Kiuhnm kiuhnm03.4t.yahoo.it
Thu Mar 15 11:18:14 EDT 2012


On 3/15/2012 15:43, Robert Kern wrote:
> On 3/15/12 2:30 PM, Kiuhnm wrote:
>> On 3/15/2012 15:23, Duncan Booth wrote:
>>> Kiuhnm<kiuhnm03.4t.yahoo.it> wrote:
>>>
>>>> BTW, aren't those ':' redundant?
>>>>
>>>
>>> They are required by the grammar, but in a sense you are correct. You
>>> could
>>> modify Python's grammar to make the colons optional and still keep it
>>> unambiguous but that would make it harder for other tools (such as text
>>> editors or indeed humans) to understand.
>>
>> Sorry, but I can't see how it would make it harder for humans to
>> understand. Are
>> there particular situations you're referring to?
>
> There were usability studies done on one of Python's indentation-based
> ancestors, ABC. Those studies found, empirically, that having the colons
> helped people read and understand the code faster.
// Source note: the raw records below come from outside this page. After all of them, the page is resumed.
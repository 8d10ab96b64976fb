//! Core error types

use thiserror::Error;

/// Errors raised while loading or validating settings
#[derive(Error, Debug)]
pub enum CoreError {
    /// Settings file could not be read
    #[error("Failed to read settings from {path}: {source}")]
    Io {
        path: String,
        #[source]
        source: std::io::Error,
    },

    /// Settings text is not valid TOML for [`crate::BakeSettings`]
    #[error("Invalid settings: {0}")]
    Parse(#[from] toml::de::Error),

    /// A value parsed but is outside its allowed range
    #[error("Invalid setting {name}: {reason}")]
    InvalidValue { name: &'static str, reason: String },
}

/// Result type for core operations
pub type Result<T> = std::result::Result<T, CoreError>;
Here's what Guido van Rossum writes about it:
"Python’s use of indentation comes directly from ABC, but this idea 
didn’t originate with ABC--it had already been promoted by Donald Knuth 
and was a well-known concept of programming style. (The occam 
programming language also used it.) However, ABC’s authors did invent 
the use of the colon that separates the lead-in clause from the indented 
block.

----> After early user testing without the colon, it was discovered that 
the meaning of the indentation was unclear to beginners being taught the 
first steps of programming. <----

The addition of the colon clarified it significantly: the colon somehow 
draws attention to what follows and ties the phrases before and after it 
together in just the right way."

If that passage is correct, those studies don't say that adding the 
colon increases the readability, but that it makes more sense to 
beginners who don't even know what indentation is.